De voornaamste reden is dat na de crisis van 2008 toezichthouders wereldwijd alle financiële partijen aanmanen om hun derivaten door een centrale tegenpartij (central counterparty, CCP) te laten lopen. Dat is een soort tussenpersoon die het risico van beide partijen van een derivatencontract op zich neemt. “De CCP’s en bijhorende derivatenhandel zitten zo goed als volledig geconcentreerd in Londen. Dat vormt een ernstig systemisch risico”, legt Karel Lannoo uit, oprichter van de denktank CEPS en expert van de Europese derivatenmarkt.
De twee grootste Europese CCP’s, ICE en LCH, hebben hun zetel in Londen. De handel via CCP’s vermindert de risico’s op de derivatenmarkt aanzienlijk, maar concentreert ze wel bij een handvol spelers, die almaar aan belang winnen.
Laks toezicht geen verrassing
Het feit dat de Britse toezichthouder onvoldoende zicht heeft op de handel die langs die twee molochs verloopt, is verontrustend. Karel Lannoo verbaast het niets. “De Britten zijn trots op hun grote CCP’s en zeggen altijd dat alles onder controle is. Maar als je ze vraagt wie er precies toezicht houdt op die dingen, en hoe goed dat toezicht is, komen daar heel weinig antwoorden op”, vertelt hij.
Het ESMA-rapport wijst erop dat de Britse toezichthouder het Europese toezichtkader voor de derivatenmarkt onvoldoende toepast. Bovendien zijn de kwaliteit en de analyse van de data die het erover verzamelt slecht. Kortom, op de gigantische risico’s van derivaten die zich de jongste tien jaar vooral in het VK hebben geconcentreerd, heeft de plaatselijke toezichthouder weinig tot geen zicht. “Het macroprudentiële toezicht op die markt door de Bank of England gebeurt door twintig mensen. En dat terwijl er bij LCH alleen al meer dan 700 mensen enkel met risicobeheer bezig zijn”, zegt Karel Lannoo ontsteld. “De Britten hanteren een heel losse vorm van toezicht.”

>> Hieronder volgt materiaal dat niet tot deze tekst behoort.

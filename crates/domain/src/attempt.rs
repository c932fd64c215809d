use serde::{Deserialize, Serialize};
use time::OffsetDateTime;

use crate::pitch::{is_natural, note_name, Accidental, Clef};
use crate::DomainError;

/// A note the learner is asked to play.
#[derive(Clone, Copy, Debug, Serialize, Deserialize, PartialEq, Eq, Hash)]
pub struct NoteTarget {
    pub midi: u8,
    pub clef: Clef,
    pub accidental: Accidental,
}

impl NoteTarget {
    /// Natural target; rejects black-key pitches and out-of-range numbers.
    pub fn natural(midi: u8, clef: Clef) -> Result<Self, DomainError> {
        if midi > crate::pitch::MAX_MIDI {
            return Err(DomainError::validation(format!(
                "midi note {midi} out of range"
            )));
        }
        if !is_natural(midi) {
            return Err(DomainError::validation(format!(
                "{} is not a natural pitch",
                note_name(midi)
            )));
        }
        Ok(Self {
            midi,
            clef,
            accidental: Accidental::Natural,
        })
    }

    pub fn label(&self) -> String {
        format!("{}{}", note_name(self.midi), self.accidental.symbol())
    }
}

#[derive(Clone, Copy, Debug, Serialize, Deserialize, PartialEq, Eq, Hash)]
pub enum AttemptOutcome {
    Correct,
    Incorrect,
}

impl AttemptOutcome {
    /// Only the pitch is compared; clef and accidental are descriptive.
    pub fn classify(target: &NoteTarget, played_midi: u8) -> Self {
        if played_midi == target.midi {
            AttemptOutcome::Correct
        } else {
            AttemptOutcome::Incorrect
        }
    }

    pub fn is_correct(self) -> bool {
        matches!(self, AttemptOutcome::Correct)
    }
}

#[derive(Clone, Debug, Serialize, Deserialize, PartialEq)]
pub struct Attempt {
    pub target: NoteTarget,
    pub played_midi: u8,
    #[serde(with = "time::serde::rfc3339")]
    pub timestamp: OffsetDateTime,
    pub outcome: AttemptOutcome,
}

impl Attempt {
    pub fn new(target: NoteTarget, played_midi: u8, timestamp: OffsetDateTime) -> Self {
        Self {
            target,
            played_midi,
            timestamp,
            outcome: AttemptOutcome::classify(&target, played_midi),
        }
    }
}

#[cfg(test)]
mod tests {
    use super::*;

    #[test]
    fn natural_targets_only() {
        assert!(NoteTarget::natural(60, Clef::Treble).is_ok());
        assert!(NoteTarget::natural(61, Clef::Treble).is_err());
        assert!(NoteTarget::natural(200, Clef::Bass).is_err());
    }

    #[test]
    fn outcome_ignores_clef() {
        let target = NoteTarget::natural(60, Clef::Bass).unwrap();
        let attempt = Attempt::new(target, 60, OffsetDateTime::UNIX_EPOCH);
        assert_eq!(attempt.outcome, AttemptOutcome::Correct);
        let miss = Attempt::new(target, 72, OffsetDateTime::UNIX_EPOCH);
        assert_eq!(miss.outcome, AttemptOutcome::Incorrect);
    }

    #[test]
    fn attempt_serializes_timestamp_as_rfc3339() {
        let target = NoteTarget::natural(67, Clef::Treble).unwrap();
        let attempt = Attempt::new(target, 67, OffsetDateTime::UNIX_EPOCH);
        let json = serde_json::to_string(&attempt).unwrap();
        assert!(json.contains("1970-01-01T00:00:00Z"));
        let back: Attempt = serde_json::from_str(&json).unwrap();
        assert_eq!(back, attempt);
    }
}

200 miljard in een paar minuten
De grootte van die risico’s meet Lannoo af aan de sommen die CCP’s instant bij derivatenhandelaren mogen oproepen in geval van een systemische schok. Het geld dat CCP’s acuut nodig om hem te bufferen, mogen ze à la minute ophalen bij alle partijen die via hen handelen. “LCH alleen al mag in een fractie van enkele minuten meer dan 200 miljard dollar ophalen bij de financiële spelers die derivatencontracten hebben lopen bij hen”, aldus de CEPS-topman.
Uiteraard zal ook de brexit een impact hebben op de derivatenmarkt. “Voorlopig is er een equivalentieregeling waarmee de EU erkent dat de Britse CCP’s in orde zijn met de Europese regels. Die regeling is nog geldig tot eind maart”, legt Lannoo uit. Daarna moet er een nieuwe onderhandeld worden. Als het VK het centrum van de Europese derivatenhandel wil blijven, zal het bereid moeten zijn aan alle Europese financiële toezichtregels te voldoen.
Eind 2017 wees de Nationale Bank van België al op gelijkaardige risico’s van derivatenhandel voor de Belgische financiële sector. Ook de Bank voor Internationale Betalingen, het hoofd van alle centrale banken wereldwijd, deed gelijkaardige bevindingen.